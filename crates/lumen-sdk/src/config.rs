// Copyright 2025 eraflo
//
// Licensed under the Apache License, Version 2.0 (the "License");
// you may not use this file except in compliance with the License.
// You may obtain a copy of the License at
//
//     http://www.apache.org/licenses/LICENSE-2.0
//
// Unless required by applicable law or agreed to in writing, software
// distributed under the License is distributed on an "AS IS" BASIS,
// WITHOUT WARRANTIES OR CONDITIONS OF ANY KIND, either express or implied.
// See the License for the specific language governing permissions and
// limitations under the License.

//! Engine configuration, loadable from RON or JSON files.

use lumen_core::{EngineContext, Phase};
use serde::{Deserialize, Serialize};
use std::fmt;
use std::path::{Path, PathBuf};

/// Settings used to build an [`Engine`](crate::Engine).
///
/// Every field is optional in a configuration file.
#[derive(Debug, Clone, PartialEq, Eq, Serialize, Deserialize)]
#[serde(default)]
pub struct EngineConfig {
    /// Engine name, reported by the [`EngineContext`].
    pub name: String,
    /// Default `env_logger` filter, overridden by `RUST_LOG`.
    pub log_filter: String,
    /// Name of the listener receiving events posted through the engine.
    pub default_listener: String,
    /// Additional listeners to create at startup (e.g. one per window).
    pub listeners: Vec<String>,
    /// Phase on which deferred GPU initialisation runs.
    pub initialise_phase: Phase,
    /// Phase on which deferred GPU cleanup runs.
    pub cleanup_phase: Phase,
}

impl Default for EngineConfig {
    fn default() -> Self {
        Self {
            name: "Lumen".to_string(),
            log_filter: "info".to_string(),
            default_listener: "Default".to_string(),
            listeners: Vec::new(),
            initialise_phase: Phase::PreRender,
            cleanup_phase: Phase::PostRender,
        }
    }
}

impl EngineConfig {
    /// Parses a RON document.
    pub fn from_ron_str(source: &str) -> Result<Self, ConfigError> {
        ron::from_str(source).map_err(|e| ConfigError::Parse {
            format: "RON",
            details: e.to_string(),
        })
    }

    /// Parses a JSON document.
    pub fn from_json_str(source: &str) -> Result<Self, ConfigError> {
        serde_json::from_str(source).map_err(|e| ConfigError::Parse {
            format: "JSON",
            details: e.to_string(),
        })
    }

    /// Loads a `.ron` or `.json` file, choosing the parser from the extension.
    pub fn load(path: impl AsRef<Path>) -> Result<Self, ConfigError> {
        let path = path.as_ref();
        let extension = path
            .extension()
            .and_then(|ext| ext.to_str())
            .map(str::to_ascii_lowercase);

        let parse: fn(&str) -> Result<Self, ConfigError> = match extension.as_deref() {
            Some("ron") => Self::from_ron_str,
            Some("json") => Self::from_json_str,
            _ => return Err(ConfigError::UnsupportedFormat(path.to_path_buf())),
        };

        let source = std::fs::read_to_string(path).map_err(|source| ConfigError::Io {
            path: path.to_path_buf(),
            source,
        })?;
        let config = parse(&source)?;
        log::debug!("Loaded engine configuration from '{}'", path.display());
        Ok(config)
    }

    /// Builds the read-only context shared by the engine's caches.
    pub fn context(&self) -> EngineContext {
        EngineContext::new(self.name.clone()).with_phases(self.initialise_phase, self.cleanup_phase)
    }
}

/// An error raised while loading an [`EngineConfig`].
#[derive(Debug)]
pub enum ConfigError {
    /// The file could not be read.
    Io {
        /// The file that failed to load.
        path: PathBuf,
        /// The underlying I/O error.
        source: std::io::Error,
    },
    /// The document is not a valid configuration.
    Parse {
        /// The document format (`"RON"` or `"JSON"`).
        format: &'static str,
        /// Parser diagnostics.
        details: String,
    },
    /// The file extension is neither `.ron` nor `.json`.
    UnsupportedFormat(PathBuf),
}

impl fmt::Display for ConfigError {
    fn fmt(&self, f: &mut fmt::Formatter<'_>) -> fmt::Result {
        match self {
            ConfigError::Io { path, source } => {
                write!(f, "Failed to read configuration '{}': {source}", path.display())
            }
            ConfigError::Parse { format, details } => {
                write!(f, "Invalid {format} configuration: {details}")
            }
            ConfigError::UnsupportedFormat(path) => {
                write!(f, "Unsupported configuration format: '{}'", path.display())
            }
        }
    }
}

impl std::error::Error for ConfigError {
    fn source(&self) -> Option<&(dyn std::error::Error + 'static)> {
        match self {
            ConfigError::Io { source, .. } => Some(source),
            _ => None,
        }
    }
}

#[cfg(test)]
mod tests {
    use super::*;
    use std::io::Write;

    #[test]
    fn missing_fields_take_defaults() {
        let config = EngineConfig::from_ron_str("(name: \"Editor\")").unwrap();
        assert_eq!(config.name, "Editor");
        assert_eq!(config.default_listener, "Default");
        assert_eq!(config.initialise_phase, Phase::PreRender);
    }

    #[test]
    fn parses_ron() {
        let config = EngineConfig::from_ron_str(
            r#"(
                name: "Viewer",
                log_filter: "debug",
                listeners: ["MainWindow", "Preview"],
                initialise_phase: QueueRender,
                cleanup_phase: PreRender,
            )"#,
        )
        .unwrap();

        assert_eq!(config.listeners, vec!["MainWindow", "Preview"]);
        assert_eq!(config.initialise_phase, Phase::QueueRender);
        assert_eq!(config.cleanup_phase, Phase::PreRender);

        let context = config.context();
        assert_eq!(context.name(), "Viewer");
        assert_eq!(context.initialise_phase(), Phase::QueueRender);
    }

    #[test]
    fn parses_json() {
        let config = EngineConfig::from_json_str(
            r#"{ "default_listener": "Render", "cleanup_phase": "QueueRender" }"#,
        )
        .unwrap();
        assert_eq!(config.default_listener, "Render");
        assert_eq!(config.cleanup_phase, Phase::QueueRender);
        assert_eq!(config.name, "Lumen");
    }

    #[test]
    fn invalid_document_is_a_parse_error() {
        let err = EngineConfig::from_json_str("{ \"listeners\": 3 }").unwrap_err();
        assert!(matches!(err, ConfigError::Parse { format: "JSON", .. }));
        assert!(err.to_string().starts_with("Invalid JSON configuration"));
    }

    #[test]
    fn loads_by_extension() {
        let mut file = tempfile::Builder::new()
            .suffix(".ron")
            .tempfile()
            .expect("Failed to create temp file");
        write!(file, "(name: \"FromFile\", listeners: [\"Window\"])").unwrap();

        let config = EngineConfig::load(file.path()).unwrap();
        assert_eq!(config.name, "FromFile");
        assert_eq!(config.listeners, vec!["Window"]);
    }

    #[test]
    fn rejects_unknown_extension_and_missing_file() {
        let err = EngineConfig::load("engine.toml").unwrap_err();
        assert!(matches!(err, ConfigError::UnsupportedFormat(_)));

        let dir = tempfile::tempdir().unwrap();
        let err = EngineConfig::load(dir.path().join("missing.json")).unwrap_err();
        assert!(matches!(err, ConfigError::Io { .. }));
        assert!(std::error::Error::source(&err).is_some());
    }
}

**Exercise requirements:** What you need to do is retype all the entries exactly as written.

**Result of the exercise:**
filename crates/lumen-sdk/src/config.rs
// Copyright 2025 eraflo
//
// Licensed under the Apache License, Version 2.0 (the "License");
// you may not use this file except in compliance with the License.
// You may obtain a copy of the License at
//
//     http://www.apache.org/licenses/LICENSE-2.0
//
// Unless required by applicable law or agreed to in writing, software
// distributed under the License is distributed on an "AS IS" BASIS,
// WITHOUT WARRANTIES OR CONDITIONS OF ANY KIND, either express or implied.
// See the License for the specific language governing permissions and
// limitations under the License.

//! Engine configuration, loadable from RON or JSON files.

use lumen_core::{EngineContext, Phase};
use serde::{Deserialize, Serialize};
use std::fmt;
use std::path::{Path, PathBuf};

/// Settings used to build an [`Engine`](crate::Engine).
///
/// Every field is optional in a configuration file.
#[derive(Debug, Clone, PartialEq, Eq, Serialize, Deserialize)]
#[serde(default)]
pub struct EngineConfig {
    /// Engine name, reported by the [`EngineContext`].
    pub name: String,
    /// Default `env_logger` filter, overridden by `RUST_LOG`.
    pub log_filter: String,
    /// Name of the listener receiving events posted through the engine.
    pub default_listener: String,
    /// Additional listeners to create at startup (e.g. one per window).
    pub listeners: Vec<String>,
    /// Phase on which deferred GPU initialisation runs.
    pub initialise_phase: Phase,
    /// Phase on which deferred GPU cleanup runs.
    pub cleanup_phase: Phase,
}

impl Default for EngineConfig {
    fn default() -> Self {
        Self {
            name: "Lumen".to_string(),
            log_filter: "info".to_string(),
            default_listener: "Default".to_string(),
            listeners: Vec::new(),
            initialise_phase: Phase::PreRender,
            cleanup_phase: Phase::PostRender,
        }
    }
}

impl EngineConfig {
    /// Parses a RON document.
    pub fn from_ron_str(source: &str) -> Result<Self, ConfigError> {
        ron::from_str(source).map_err(|e| ConfigError::Parse {
            format: "RON",
            details: e.to_string(),
        })
    }

    /// Parses a JSON document.
    pub fn from_json_str(source: &str) -> Result<Self, ConfigError> {
        serde_json::from_str(source).map_err(|e| ConfigError::Parse {
            format: "JSON",
            details: e.to_string(),
        })
    }

    /// Loads a `.ron` or `.json` file, choosing the parser from the extension.
    pub fn load(path: impl AsRef<Path>) -> Result<Self, ConfigError> {
        let path = path.as_ref();
        let extension = path
            .extension()
            .and_then(|ext| ext.to_str())
            .map(str::to_ascii_lowercase);

        let parse: fn(&str) -> Result<Self, ConfigError> = match extension.as_deref() {
            Some("ron") => Self::from_ron_str,
            Some("json") => Self::from_json_str,
            _ => return Err(ConfigError::UnsupportedFormat(path.to_path_buf())),
        };

        let source = std::fs::read_to_string(path).map_err(|source| ConfigError::Io {
            path: path.to_path_buf(),
            source,
        })?;
        let config = parse(&source)?;
        log::debug!("Loaded engine configuration from '{}'", path.display());
        Ok(config)
    }

    /// Builds the read-only context shared by the engine's caches.
    pub fn context(&self) -> EngineContext {
        EngineContext::new(self.name.clone()).with_phases(self.initialise_phase, self.cleanup_phase)
    }
}

/// An error raised while loading an [`EngineConfig`].
#[derive(Debug)]
pub enum ConfigError {
    /// The file could not be read.
    Io {
        /// The file that failed to load.
        path: PathBuf,
        /// The underlying I/O error.
        source: std::io::Error,
    },
    /// The document is not a valid configuration.
    Parse {
        /// The document format (`"RON"` or `"JSON"`).
        format: &'static str,
        /// Parser diagnostics.
        details: String,
    },
    /// The file extension is neither `.ron` nor `.json`.
    UnsupportedFormat(PathBuf),
}

impl fmt::Display for ConfigError {
    fn fmt(&self, f: &mut fmt::Formatter<'_>) -> fmt::Result {
        match self {
            ConfigError::Io { path, source } => {
                write!(f, "Failed to read configuration '{}': {source}", path.display())
            }
            ConfigError::Parse { format, details } => {
                write!(f, "Invalid {format} configuration: {details}")
            }
            ConfigError::UnsupportedFormat(path) => {
                write!(f, "Unsupported configuration format: '{}'", path.display())
            }
        }
    }
}

impl std::error::Error for ConfigError {
    fn source(&self) -> Option<&(dyn std::error::Error + 'static)> {
        match self {
            ConfigError::Io { source, .. } => Some(source),
            _ => None,
        }
    }
}

#[cfg(test)]
mod tests {
    use super::*;
    use std::io::Write;

    #[test]
    fn missing_fields_take_defaults() {
        let config = EngineConfig::from_ron_str("(name: \"Editor\")").unwrap();
        assert_eq!(config.name, "Editor");
        assert_eq!(config.default_listener, "Default");
        assert_eq!(config.initialise_phase, Phase::PreRender);
    }

    #[test]
    fn parses_ron() {
        let config = EngineConfig::from_ron_str(
            r#"(
                name: "Viewer",
                log_filter: "debug",
                listeners: ["MainWindow", "Preview"],
                initialise_phase: QueueRender,
                cleanup_phase: PreRender,
            )"#,
        )
        .unwrap();

        assert_eq!(config.listeners, vec!["MainWindow", "Preview"]);
        assert_eq!(config.initialise_phase, Phase::QueueRender);
        assert_eq!(config.cleanup_phase, Phase::PreRender);

        let context = config.context();
        assert_eq!(context.name(), "Viewer");
        assert_eq!(context.initialise_phase(), Phase::QueueRender);
    }

    #[test]
    fn parses_json() {
        let config = EngineConfig::from_json_str(
            r#"{ "default_listener": "Render", "cleanup_phase": "QueueRender" }"#,
        )
        .unwrap();
        assert_eq!(config.default_listener, "Render");
        assert_eq!(config.cleanup_phase, Phase::QueueRender);
        assert_eq!(config.name, "Lumen");
    }

    #[test]
    fn invalid_document_is_a_parse_error() {
        let err = EngineConfig::from_json_str("{ \"listeners\": 3 }").unwrap_err();
        assert!(matches!(err, ConfigError::Parse { format: "JSON", .. }));
        assert!(err.to_string().starts_with("Invalid JSON configuration"));
    }

    #[test]
    fn loads_by_extension() {
        let mut file = tempfile::Builder::new()
            .suffix(".ron")
            .tempfile()
            .expect("Failed to create temp file");
        write!(file, "(name: \"FromFile\", listeners: [\"Window\"])").unwrap();

        let config = EngineConfig::load(file.path()).unwrap();
        assert_eq!(config.name, "FromFile");
        assert_eq!(config.listeners, vec!["Window"]);
    }

    #[test]
    fn rejects_unknown_extension_and_missing_file() {
        let err = EngineConfig::load("engine.toml").unwrap_err();
        assert!(matches!(err, ConfigError::UnsupportedFormat(_)));

        let dir = tempfile::tempdir().unwrap();
        let err = EngineConfig::load(dir.path().join("missing.json")).unwrap_err();
        assert!(matches!(err, ConfigError::Io { .. }));
        assert!(std::error::Error::source(&err).is_some());
    }
}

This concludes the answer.